• **Task input**:
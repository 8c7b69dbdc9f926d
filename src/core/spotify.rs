//! spotify web api client built per request from cookie tokens

use once_cell::sync::Lazy;
use reqwest::{Client, RequestBuilder, Url};
use serde::Deserialize;
use thiserror::Error;

use crate::config::Settings;

static HTTP: Lazy<Client> = Lazy::new(Client::new);

/// Shared outbound HTTP client. Cloning is cheap, the pool is reused.
pub fn http_client() -> Client {
    HTTP.clone()
}

#[derive(Debug, Error)]
pub enum SpotifyError {
    /// Spotify answered with a non-success status.
    #[error("spotify returned status {0}")]
    Status(u16),

    /// The request never produced a usable response.
    #[error("spotify request failed: {0}")]
    Http(#[from] reqwest::Error),
}

impl SpotifyError {
    /// Upstream status code, if the failure carried one.
    pub fn status(&self) -> Option<u16> {
        match self {
            SpotifyError::Status(code) => Some(*code),
            SpotifyError::Http(err) => err.status().map(|s| s.as_u16()),
        }
    }
}

/// Token endpoint response. `refresh_token` is only present on the
/// initial code exchange, not on refreshes.
#[derive(Debug, Clone, Deserialize)]
pub struct TokenResponse {
    pub access_token: String,
    #[serde(default)]
    pub refresh_token: Option<String>,
    #[serde(default)]
    pub expires_in: u64,
}

/// Consent-screen URL for the authorization-code flow.
pub fn authorize_url(settings: &Settings) -> String {
    let base = format!("{}/authorize", settings.accounts_url);
    let params = [
        ("response_type", "code"),
        ("client_id", settings.client_id.as_str()),
        ("scope", settings.scopes.as_str()),
        ("redirect_uri", settings.callback_url.as_str()),
    ];

    match Url::parse_with_params(&base, &params) {
        Ok(url) => url.to_string(),
        // the base comes from validated settings, this arm is unreachable
        // with a well-formed accounts url
        Err(_) => base,
    }
}

/// Exchange an authorization code for an access/refresh token pair.
pub async fn exchange_code(
    http: &Client,
    settings: &Settings,
    code: &str,
) -> Result<TokenResponse, SpotifyError> {
    request_token(
        http,
        settings,
        &[
            ("grant_type", "authorization_code"),
            ("code", code),
            ("redirect_uri", settings.callback_url.as_str()),
            ("client_id", settings.client_id.as_str()),
            ("client_secret", settings.client_secret.as_str()),
        ],
    )
    .await
}

/// Obtain a fresh access token from a refresh token.
pub async fn refresh_access_token(
    http: &Client,
    settings: &Settings,
    refresh_token: &str,
) -> Result<TokenResponse, SpotifyError> {
    request_token(
        http,
        settings,
        &[
            ("grant_type", "refresh_token"),
            ("refresh_token", refresh_token),
            ("client_id", settings.client_id.as_str()),
            ("client_secret", settings.client_secret.as_str()),
        ],
    )
    .await
}

async fn request_token(
    http: &Client,
    settings: &Settings,
    form: &[(&str, &str)],
) -> Result<TokenResponse, SpotifyError> {
    let url = format!("{}/api/token", settings.accounts_url);
    let response = http.post(url).form(form).send().await?;

    let status = response.status();
    if !status.is_success() {
        return Err(SpotifyError::Status(status.as_u16()));
    }

    Ok(response.json().await?)
}

/// Per-request player client. Built from the access-token cookie and
/// dropped when the request finishes, so requests never share token state.
pub struct SpotifyClient {
    http: Client,
    api_url: String,
    access_token: String,
}

impl SpotifyClient {
    pub fn new(http: Client, api_url: impl Into<String>, access_token: impl Into<String>) -> Self {
        Self {
            http,
            api_url: api_url.into(),
            access_token: access_token.into(),
        }
    }

    pub async fn skip_previous(&self) -> Result<(), SpotifyError> {
        self.send(self.http.post(self.endpoint("me/player/previous")))
            .await
            .map(|_| ())
    }

    pub async fn skip_next(&self) -> Result<(), SpotifyError> {
        self.send(self.http.post(self.endpoint("me/player/next")))
            .await
            .map(|_| ())
    }

    pub async fn pause(&self) -> Result<(), SpotifyError> {
        self.send(self.http.put(self.endpoint("me/player/pause")))
            .await
            .map(|_| ())
    }

    pub async fn play(&self) -> Result<(), SpotifyError> {
        self.send(self.http.put(self.endpoint("me/player/play")))
            .await
            .map(|_| ())
    }

    /// Seek to an absolute position in the playing track. The millisecond
    /// offset is forwarded unchanged.
    pub async fn seek(&self, position_ms: u64) -> Result<(), SpotifyError> {
        self.send(self.http.put(self.seek_url(position_ms)))
            .await
            .map(|_| ())
    }

    /// Raw currently-playing payload, relayed to the caller verbatim.
    pub async fn currently_playing(&self) -> Result<String, SpotifyError> {
        let response = self
            .send(self.http.get(self.endpoint("me/player/currently-playing")))
            .await?;
        Ok(response.text().await?)
    }

    async fn send(&self, request: RequestBuilder) -> Result<reqwest::Response, SpotifyError> {
        let response = request.bearer_auth(&self.access_token).send().await?;

        let status = response.status();
        if !status.is_success() {
            return Err(SpotifyError::Status(status.as_u16()));
        }

        Ok(response)
    }

    fn endpoint(&self, path: &str) -> String {
        format!("{}/{}", self.api_url, path)
    }

    fn seek_url(&self, position_ms: u64) -> String {
        format!("{}/me/player/seek?position_ms={}", self.api_url, position_ms)
    }
}

#[cfg(test)]
mod tests {
    use super::*;

    #[test]
    fn test_authorize_url() {
        let mut settings = Settings::for_tests();
        settings.client_id = "my-client".to_string();

        let url = authorize_url(&settings);
        assert!(url.starts_with("https://accounts.spotify.com/authorize?"));
        assert!(url.contains("response_type=code"));
        assert!(url.contains("client_id=my-client"));
        assert!(url.contains("user-modify-playback-state"));
        // the redirect uri must be percent-encoded
        assert!(url.contains("redirect_uri=http%3A%2F%2Flocalhost%3A8000%2Fauth%2Fcallback"));
    }

    #[test]
    fn test_seek_url_forwards_position_verbatim() {
        let client = SpotifyClient::new(http_client(), "https://api.spotify.com/v1", "tok");
        assert_eq!(
            client.seek_url(30000),
            "https://api.spotify.com/v1/me/player/seek?position_ms=30000"
        );
    }

    #[test]
    fn test_error_status() {
        assert_eq!(SpotifyError::Status(403).status(), Some(403));
        assert_eq!(SpotifyError::Status(500).status(), Some(500));
    }

    #[test]
    fn test_token_response_without_refresh() {
        let token: TokenResponse =
            serde_json::from_str(r#"{"access_token": "abc", "expires_in": 3600}"#).unwrap();
        assert_eq!(token.access_token, "abc");
        assert!(token.refresh_token.is_none());
        assert_eq!(token.expires_in, 3600);
    }

    #[test]
    fn test_token_response_with_refresh() {
        let token: TokenResponse = serde_json::from_str(
            r#"{"access_token": "abc", "refresh_token": "def", "expires_in": 3600, "scope": "x"}"#,
        )
        .unwrap();
        assert_eq!(token.refresh_token.as_deref(), Some("def"));
    }
}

• **Exercise description**:
Wherever a line above contains the string "state", copy that line.

• **Answer to this problem**:
/// dropped when the request finishes, so requests never share token state.
        assert!(url.contains("user-modify-playback-state"));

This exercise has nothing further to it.